Il y a encore un an, rares étaient ceux qui auraient pu imaginer le maître de Pyongyang serrer la main de Donald Trump devant une enfilade de drapeaux nord-coréens et américains. Mais s’il est un événement que personne n’avait prévu, c’est bien la balade nocturne que Kim Jong-un a tranquillement effectué devant les caméras du monde entier dans les rues de Singapour, lundi soir. Celui qu’on n’avait alors vu qu’à travers des images de propagande en train d’inaugurer d’austères sites nucléaires ou de saluer des quarterons de généraux sur-médaillés s’est ainsi laissé aller, quelques heures durant, à d’inoffensives badineries. Loin des parades militaires et des visites d’usines, on a vu un Kim Jong-un se promener dans un hôtel de luxe devant des clients éberlués ou se prendre au jeu du selfie avec le ministre singapourien des Affaires étrangères, Vivian Balakrishnan. Un autre monde.

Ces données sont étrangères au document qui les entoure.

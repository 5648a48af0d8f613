//! Notification selector (C9): filters preferences and quiet hours to
//! compute the recipient set for a new alert (§4.3 step 4d). Cooldown-style
//! local-time window math is original engineering — the closest analogue
//! in the pack (`other_examples`' notification service) only carries
//! `quiet_hours_enabled` as a config flag, with no window computation to
//! crib from — so this follows the wrap-across-midnight rule spelled out
//! in the GLOSSARY directly.
//!
//! `now` is expected to already be expressed in the deployment's local
//! time (a single server-wide offset, applied by the caller before this
//! function runs) since `quiet_hours_start`/`end` are minutes-since-local-
//! midnight with no per-user timezone stored (DESIGN.md Open Question 6).

use wq_common::models::{Alert, NotificationPreferences};

/// Minutes since local midnight for `now`.
fn minutes_of_day(now: time::OffsetDateTime) -> u16 {
    (now.hour() as u16) * 60 + now.minute() as u16
}

/// True if quiet hours are disabled, or `now` falls outside `[start, end)`.
/// `start > end` means the window wraps past midnight (e.g. 22:00-06:00).
pub fn not_in_quiet_hours(prefs: &NotificationPreferences, now: time::OffsetDateTime) -> bool {
    if !prefs.quiet_hours_enabled {
        return true;
    }
    let minute = minutes_of_day(now);
    let (start, end) = (prefs.quiet_hours_start, prefs.quiet_hours_end);
    let in_window = if start <= end {
        minute >= start && minute < end
    } else {
        minute >= start || minute < end
    };
    !in_window
}

/// §4.3 step 4d recipient predicate, applied against every `(user_id, prefs)`.
pub fn is_eligible(user_id: &str, prefs: &NotificationPreferences, alert: &Alert, now: time::OffsetDateTime) -> bool {
    let _ = user_id;
    prefs.email_notifications
        && prefs.alert_severities.contains(&alert.severity)
        && (prefs.parameters.is_empty() || prefs.parameters.contains(&alert.parameter))
        && (prefs.devices.is_empty() || prefs.devices.contains(&alert.device_id))
        && not_in_quiet_hours(prefs, now)
}

/// Computes the full eligible-recipient set for an alert.
pub fn eligible_recipients<'a>(
    users: &'a [(String, NotificationPreferences)],
    alert: &Alert,
    now: time::OffsetDateTime,
) -> Vec<&'a str> {
    users
        .iter()
        .filter(|(user_id, prefs)| is_eligible(user_id, prefs, alert, now))
        .map(|(user_id, _)| user_id.as_str())
        .collect()
}

#[cfg(test)]
mod tests {
    use super::*;
    use std::collections::HashSet;
    use time::macros::datetime;
    use wq_common::models::{AlertKind, AlertStatus, Parameter, Severity};

    fn prefs(quiet_enabled: bool, start: u16, end: u16) -> NotificationPreferences {
        NotificationPreferences {
            email: Some("u@example.com".into()),
            email_notifications: true,
            push_notifications: false,
            send_scheduled_alerts: false,
            alert_severities: [Severity::Critical].into_iter().collect(),
            parameters: HashSet::new(),
            devices: HashSet::new(),
            quiet_hours_enabled: quiet_enabled,
            quiet_hours_start: start,
            quiet_hours_end: end,
        }
    }

    fn sample_alert() -> Alert {
        Alert {
            alert_id: "alrt_1".into(),
            device_id: "d1".into(),
            parameter: Parameter::Ph,
            kind: AlertKind::Threshold,
            severity: Severity::Critical,
            current_value: 9.5,
            threshold_value: Some(9.0),
            trend_direction: None,
            message: "pH above threshold".into(),
            recommended_action: "Inspect dosing pump".into(),
            status: AlertStatus::Active,
            created_at: time::OffsetDateTime::now_utc(),
            acknowledged_at: None,
            acknowledged_by: None,
            resolved_at: None,
            resolved_by: None,
            resolved_notes: None,
            notifications_sent: HashSet::new(),
        }
    }

    #[test]
    fn disabled_quiet_hours_always_eligible() {
        let p = prefs(false, 22 * 60, 6 * 60);
        let midnight = datetime!(2026-01-01 0:30:00 UTC);
        assert!(not_in_quiet_hours(&p, midnight));
    }

    #[test]
    fn non_wrapping_window_blocks_inside() {
        let p = prefs(true, 9 * 60, 17 * 60);
        let noon = datetime!(2026-01-01 12:00:00 UTC);
        assert!(!not_in_quiet_hours(&p, noon));
        let evening = datetime!(2026-01-01 18:00:00 UTC);
        assert!(not_in_quiet_hours(&p, evening));
    }

    #[test]
    fn wrapping_window_blocks_across_midnight() {
        let p = prefs(true, 22 * 60, 6 * 60);
        let late_night = datetime!(2026-01-01 23:30:00 UTC);
        assert!(!not_in_quiet_hours(&p, late_night));
        let early_morning = datetime!(2026-01-01 3:00:00 UTC);
        assert!(!not_in_quiet_hours(&p, early_morning));
        let midday = datetime!(2026-01-01 12:00:00 UTC);
        assert!(not_in_quiet_hours(&p, midday));
    }

    #[test]
    fn window_end_is_exclusive() {
        let p = prefs(true, 22 * 60, 6 * 60);
        let exactly_end = datetime!(2026-01-01 6:00:00 UTC);
        assert!(not_in_quiet_hours(&p, exactly_end));
    }

    #[test]
    fn eligible_recipients_filters_by_severity_and_quiet_hours() {
        let alert = sample_alert();
        let noon = datetime!(2026-01-01 12:00:00 UTC);
        let users = vec![
            ("matches".to_string(), prefs(false, 0, 0)),
            ("quiet".to_string(), prefs(true, 9 * 60, 17 * 60)),
        ];
        let recipients = eligible_recipients(&users, &alert, noon);
        assert_eq!(recipients, vec!["matches"]);
    }

    #[test]
    fn empty_parameters_and_devices_match_everything() {
        let alert = sample_alert();
        let mut p = prefs(false, 0, 0);
        p.parameters = HashSet::new();
        p.devices = HashSet::new();
        assert!(is_eligible("u1", &p, &alert, time::OffsetDateTime::now_utc()));
    }

    #[test]
    fn non_matching_device_filter_excludes() {
        let alert = sample_alert();
        let mut p = prefs(false, 0, 0);
        p.devices = ["other-device".to_string()].into_iter().collect();
        assert!(!is_eligible("u1", &p, &alert, time::OffsetDateTime::now_utc()));
    }
}
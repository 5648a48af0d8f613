//! Stream processor (C7 + C8): the core of §4.3. One call to
//! `handle_sensor_message` or `handle_registration_message` handles one MQ
//! delivery end to end — validate, persist, throttle, threshold/trend,
//! dedup, notify. Grounded in `hub::scheduler.rs`'s shape (guard checks
//! separated from the store writes they gate, a single function per
//! message kind) generalized from the teacher's irrigation decisions to
//! this system's threshold/trend/alert pipeline.

use std::collections::HashSet;
use std::future::Future;
use time::OffsetDateTime;
use tracing::{debug, info, warn};

use wq_common::circuit_breaker::{CallError, CircuitBreaker};
use wq_common::error::ProcessError;
use wq_common::models::{
    AlertKind, AlertThresholdConfig, DeviceStatus, NotificationPreferences, Parameter, Reading,
    ReadingFields, Severity, StoredReading, ThresholdBand, TrendDirection,
};
use wq_common::sqlite_store::Store;

use crate::dedup_cache::DedupCache;
use crate::notify::eligible_recipients;
use crate::sampler::ReadingSampler;
use crate::validator::{parse_reading, parse_registration};

/// Window of recent history samples considered for trend evaluation.
const TREND_WINDOW: usize = 5;
/// Minimum |change rate| over the window before a trend is considered at all.
const TREND_MIN_RATE: f64 = 0.10;
const TREND_WARNING_RATE: f64 = 0.20;
const TREND_CRITICAL_RATE: f64 = 0.30;

/// Shared, process-wide state threaded through every worker (§5: the
/// dedup cache and reading counters are shared within one processor
/// instance; the store is the cross-instance authority).
pub struct ProcessorContext {
    pub store: Store,
    pub sampler: ReadingSampler,
    pub dedup_cache: DedupCache,
    pub cb_email: CircuitBreaker,
}

/// §4.3, §4.4: handles one MQ delivery body for `sensor_readings` or
/// `device_registration`. The caller (worker loop in `main.rs`) decides
/// ack/nack from `ProcessError::should_nack`.
pub async fn handle_sensor_message<F, Fut>(
    ctx: &ProcessorContext,
    device_id: &str,
    body: &[u8],
    send_email: F,
) -> Result<(), ProcessError>
where
    F: Fn(String) -> Fut + Clone,
    Fut: Future<Output = anyhow::Result<()>>,
{
    let reading = parse_reading(body)?;

    let device = ctx
        .store
        .get_device(device_id)
        .await
        .map_err(ProcessError::TransientStoreError)?;

    let Some(device) = device else {
        debug!(device_id, "unregistered, data rejected");
        return Err(ProcessError::UnregisteredDevice(device_id.to_string()));
    };
    if !device.is_registered_for_data() {
        debug!(device_id, "missing location");
        return Err(ProcessError::MissingLocation(device_id.to_string()));
    }

    for fields in reading.into_fields() {
        process_one_reading(ctx, device_id, &fields, send_email.clone()).await?;
    }
    Ok(())
}

async fn process_one_reading<F, Fut>(
    ctx: &ProcessorContext,
    device_id: &str,
    fields: &ReadingFields,
    send_email: F,
) -> Result<(), ProcessError>
where
    F: Fn(String) -> Fut + Clone,
    Fut: Future<Output = anyhow::Result<()>>,
{
    let now = OffsetDateTime::now_utc();
    let stored = StoredReading {
        device_id: device_id.to_string(),
        ts_device: fields.ts_device,
        ts_received: now,
        turbidity: fields.turbidity,
        tds: fields.tds,
        ph: fields.ph,
    };

    // Step 2: latest write always, history write every N_HISTORY-th.
    ctx.store
        .upsert_latest_reading(&stored)
        .await
        .map_err(ProcessError::TransientStoreError)?;
    if ctx.sampler.increment_and_should_sample(device_id).await {
        ctx.store
            .insert_history_reading(&stored)
            .await
            .map_err(ProcessError::TransientStoreError)?;
    }

    // Step 3 (C12): status throttle. Failing this write is logged but
    // never nacks — Step 2 already succeeded, so per §7 this falls under
    // the same best-effort posture as alerting.
    if let Some(device) = ctx
        .store
        .get_device(device_id)
        .await
        .map_err(ProcessError::TransientStoreError)?
    {
        if crate::throttle::should_touch_last_seen(device.last_seen, now) {
            if let Err(e) = ctx
                .store
                .touch_last_seen(device_id, now, DeviceStatus::Online)
                .await
            {
                warn!(device_id, "status throttle write failed: {e:#}");
            }
        }
    }

    // Step 4: threshold + trend per present parameter.
    for parameter in Parameter::ALL {
        let Some(value) = fields.value_of(parameter) else {
            continue;
        };
        evaluate_threshold(ctx, device_id, parameter, value, now, send_email.clone()).await;
        evaluate_trend(ctx, device_id, parameter, now, send_email.clone()).await;
    }

    Ok(())
}

async fn evaluate_threshold<F, Fut>(
    ctx: &ProcessorContext,
    device_id: &str,
    parameter: Parameter,
    value: f64,
    now: OffsetDateTime,
    send_email: F,
) where
    F: Fn(String) -> Fut + Clone,
    Fut: Future<Output = anyhow::Result<()>>,
{
    let cfg = match ctx.store.get_threshold_config(parameter).await {
        Ok(Some(cfg)) => cfg,
        Ok(None) => return,
        Err(e) => {
            warn!(device_id, parameter = parameter.as_str(), "threshold config load failed: {e:#}");
            return;
        }
    };
    let Some(severity) = cfg.resolve(value) else {
        return;
    };

    let key = DedupCache::threshold_key(device_id, parameter.as_str());
    if ctx.dedup_cache.is_hot(&key).await {
        return;
    }

    let threshold_value = crossed_bound(&cfg, severity, value);
    let (message, action) = threshold_alert_text(parameter, severity, value);

    create_alert_and_notify(
        ctx,
        device_id,
        parameter,
        AlertKind::Threshold,
        severity,
        value,
        threshold_value,
        None,
        &message,
        &action,
        &key,
        now,
        send_email,
    )
    .await;
}

/// The band boundary that was crossed, best-effort (prefers the band's
/// lower bound, since bands in this system are exceed-upward ranges).
fn crossed_bound(cfg: &AlertThresholdConfig, severity: Severity, _value: f64) -> Option<f64> {
    cfg.bands
        .iter()
        .find(|b| b.severity == severity)
        .and_then(|b: &ThresholdBand| b.min.or(b.max))
}

fn threshold_alert_text(parameter: Parameter, severity: Severity, value: f64) -> (String, String) {
    let message = format!(
        "{} {} reading: {:.2}",
        severity.as_str(),
        parameter.as_str(),
        value
    );
    let action = match severity {
        Severity::Critical => "Immediate inspection required",
        Severity::Warning => "Schedule inspection soon",
        Severity::Advisory => "Monitor trend",
    };
    (message, action.to_string())
}

async fn evaluate_trend<F, Fut>(
    ctx: &ProcessorContext,
    device_id: &str,
    parameter: Parameter,
    now: OffsetDateTime,
    send_email: F,
) where
    F: Fn(String) -> Fut + Clone,
    Fut: Future<Output = anyhow::Result<()>>,
{
    let history = match ctx.store.recent_history(device_id, TREND_WINDOW as i64).await {
        Ok(h) => h,
        Err(e) => {
            warn!(device_id, "trend history load failed: {e:#}");
            return;
        }
    };

    let Some((severity, direction, rate)) = compute_trend(&history, parameter) else {
        return;
    };

    let key = DedupCache::trend_key(device_id, parameter.as_str());
    if ctx.dedup_cache.is_hot(&key).await {
        return;
    }

    let last_value = history
        .iter()
        .find_map(|r| r.value_of(parameter))
        .unwrap_or(0.0);
    let message = format!(
        "{} {} trend: {} by {:.1}%",
        severity.as_str(),
        parameter.as_str(),
        match direction {
            TrendDirection::Rising => "rising",
            TrendDirection::Falling => "falling",
        },
        rate.abs() * 100.0
    );
    let action = "Review recent history and confirm sensor calibration".to_string();

    create_alert_and_notify(
        ctx,
        device_id,
        parameter,
        AlertKind::Trend,
        severity,
        last_value,
        None,
        Some(direction),
        &message,
        &action,
        &key,
        now,
        send_email,
    )
    .await;
}

/// §4.3 step 4f: change rate across the trend window, plus a sustained
/// direction check (no reversal within the window).
fn compute_trend(history: &[StoredReading], parameter: Parameter) -> Option<(Severity, TrendDirection, f64)> {
    let mut values: Vec<f64> = history
        .iter()
        .rev() // store returns newest-first; walk chronologically
        .filter_map(|r| r.value_of(parameter))
        .collect();
    if values.len() < 2 {
        return None;
    }
    if values.len() > TREND_WINDOW {
        let start = values.len() - TREND_WINDOW;
        values = values[start..].to_vec();
    }

    let first = values[0];
    let last = *values.last().expect("checked len >= 2");
    if first == 0.0 {
        return None;
    }
    let change_rate = (last - first) / first.abs();
    if change_rate.abs() <= TREND_MIN_RATE {
        return None;
    }

    let rising = change_rate > 0.0;
    let sustained = values
        .windows(2)
        .all(|w| if rising { w[1] >= w[0] } else { w[1] <= w[0] });
    if !sustained {
        return None;
    }

    let abs_rate = change_rate.abs();
    let severity = if abs_rate > TREND_CRITICAL_RATE {
        Severity::Critical
    } else if abs_rate > TREND_WARNING_RATE {
        Severity::Warning
    } else {
        Severity::Advisory
    };
    let direction = if rising { TrendDirection::Rising } else { TrendDirection::Falling };
    Some((severity, direction, change_rate))
}

/// §4.3 steps 4c-4e: the authoritative dedup transaction, fan-out on
/// success, cache update only on a real win.
#[allow(clippy::too_many_arguments)]
async fn create_alert_and_notify<F, Fut>(
    ctx: &ProcessorContext,
    device_id: &str,
    parameter: Parameter,
    kind: AlertKind,
    severity: Severity,
    value: f64,
    threshold_value: Option<f64>,
    trend_direction: Option<TrendDirection>,
    message: &str,
    action: &str,
    cache_key: &str,
    now: OffsetDateTime,
    send_email: F,
) where
    F: Fn(String) -> Fut,
    Fut: Future<Output = anyhow::Result<()>>,
{
    let trend_str = trend_direction.map(|d| match d {
        TrendDirection::Rising => "rising",
        TrendDirection::Falling => "falling",
    });

    let created = ctx
        .store
        .try_create_alert(
            device_id,
            parameter,
            kind,
            severity,
            value,
            threshold_value,
            trend_str,
            message,
            action,
        )
        .await;

    let alert = match created {
        Ok(Some(alert)) => alert,
        Ok(None) => {
            debug!(device_id, parameter = parameter.as_str(), "duplicate alert, skipped");
            return;
        }
        Err(e) => {
            warn!(device_id, "alert creation failed: {e:#}");
            return;
        }
    };

    ctx.dedup_cache.mark(cache_key).await;
    info!(
        device_id,
        parameter = parameter.as_str(),
        severity = severity.as_str(),
        alert_id = alert.alert_id,
        "alert created"
    );

    let users = match ctx.store.list_users().await {
        Ok(u) => u,
        Err(e) => {
            warn!("failed to list users for notification fan-out: {e:#}");
            return;
        }
    };
    let recipient_ids = eligible_recipients(&users, &alert, now);
    if recipient_ids.is_empty() {
        return;
    }

    let delivered = dispatch_notifications(&ctx.cb_email, &recipient_ids, &users, send_email).await;
    if let Err(e) = ctx.store.record_notifications_sent(&alert.alert_id, &delivered).await {
        warn!(alert_id = alert.alert_id, "failed to record notifications_sent: {e:#}");
    }
}

/// §4.3 step 4d fan-out. `send` is injected so this function is testable
/// without a real SMTP transport; `main.rs` wires it to
/// `EmailDispatcher::send` behind `cb_email` in production.
async fn dispatch_notifications<F, Fut>(
    cb_email: &CircuitBreaker,
    recipient_ids: &[&str],
    users: &[(String, NotificationPreferences)],
    send: F,
) -> HashSet<String>
where
    F: Fn(String) -> Fut,
    Fut: Future<Output = anyhow::Result<()>>,
{
    let mut delivered = HashSet::new();
    for user_id in recipient_ids {
        let Some(email) = users
            .iter()
            .find(|(id, _)| id == user_id)
            .and_then(|(_, p)| p.email.clone())
        else {
            continue;
        };

        match cb_email.call(|| send(email.clone())).await {
            Ok(()) => {
                delivered.insert((*user_id).to_string());
            }
            Err(CallError::Open) => {
                debug!(user_id, "cb_email open, notification dropped");
            }
            Err(CallError::Timeout) => {
                warn!(user_id, "email send timed out");
            }
            Err(CallError::Inner(e)) => {
                warn!(user_id, "email send failed: {e:#}");
            }
        }
    }
    delivered
}

/// §4.4: registration ancillary processor.
pub async fn handle_registration_message(ctx: &ProcessorContext, body: &[u8]) -> Result<(), ProcessError> {
    let reg = parse_registration(body)?;
    let now = OffsetDateTime::now_utc();

    match ctx
        .store
        .get_device(&reg.device_id)
        .await
        .map_err(ProcessError::TransientStoreError)?
    {
        Some(device) => {
            if crate::throttle::should_touch_last_seen(device.last_seen, now) {
                ctx.store
                    .touch_last_seen(&reg.device_id, now, DeviceStatus::Online)
                    .await
                    .map_err(ProcessError::TransientStoreError)?;
            }
        }
        None => {
            ctx.store
                .ensure_device_stub(&reg.device_id, &reg.name, &reg.r#type)
                .await
                .map_err(ProcessError::TransientStoreError)?;
            info!(device_id = reg.device_id, "registered unregistered stub");
        }
    }
    Ok(())
}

Kim Jong-un posant pour un selfie avec le ministre singapourien des Affaires étrangères, Vivian Balakrishnan, dans la nuit du lundi 11 au mardi 12 juin, à Singapour.
Kim Jong-un posant pour un selfie avec le ministre singapourien des Affaires étrangères, Vivian Balakrishnan, dans la nuit du lundi 11 au mardi 12 juin, à Singapour. Nicholas Yeo, AFP

Certes, la rencontre intercoréenne du 27 avril dernier avait déjà été l’occasion pour Kim Jong-un de se montrer sous un jour plus jovial, mais cette nuit du lundi 11 au mardi 12 juin, dont on doute toutefois qu’elle ne fut pas préparée au millimètre, restera comme celle où il est devenu un chef d’État comme les autres, un dirigeant dont on ne fantasme plus les actes de cruauté mais un leader, dont on peut commenter l’attitude et le physique, telle cette respectable journaliste de CNN qui s’interroge sur Twitter : "Kim Jong-un a-t-il perdu du poids ??"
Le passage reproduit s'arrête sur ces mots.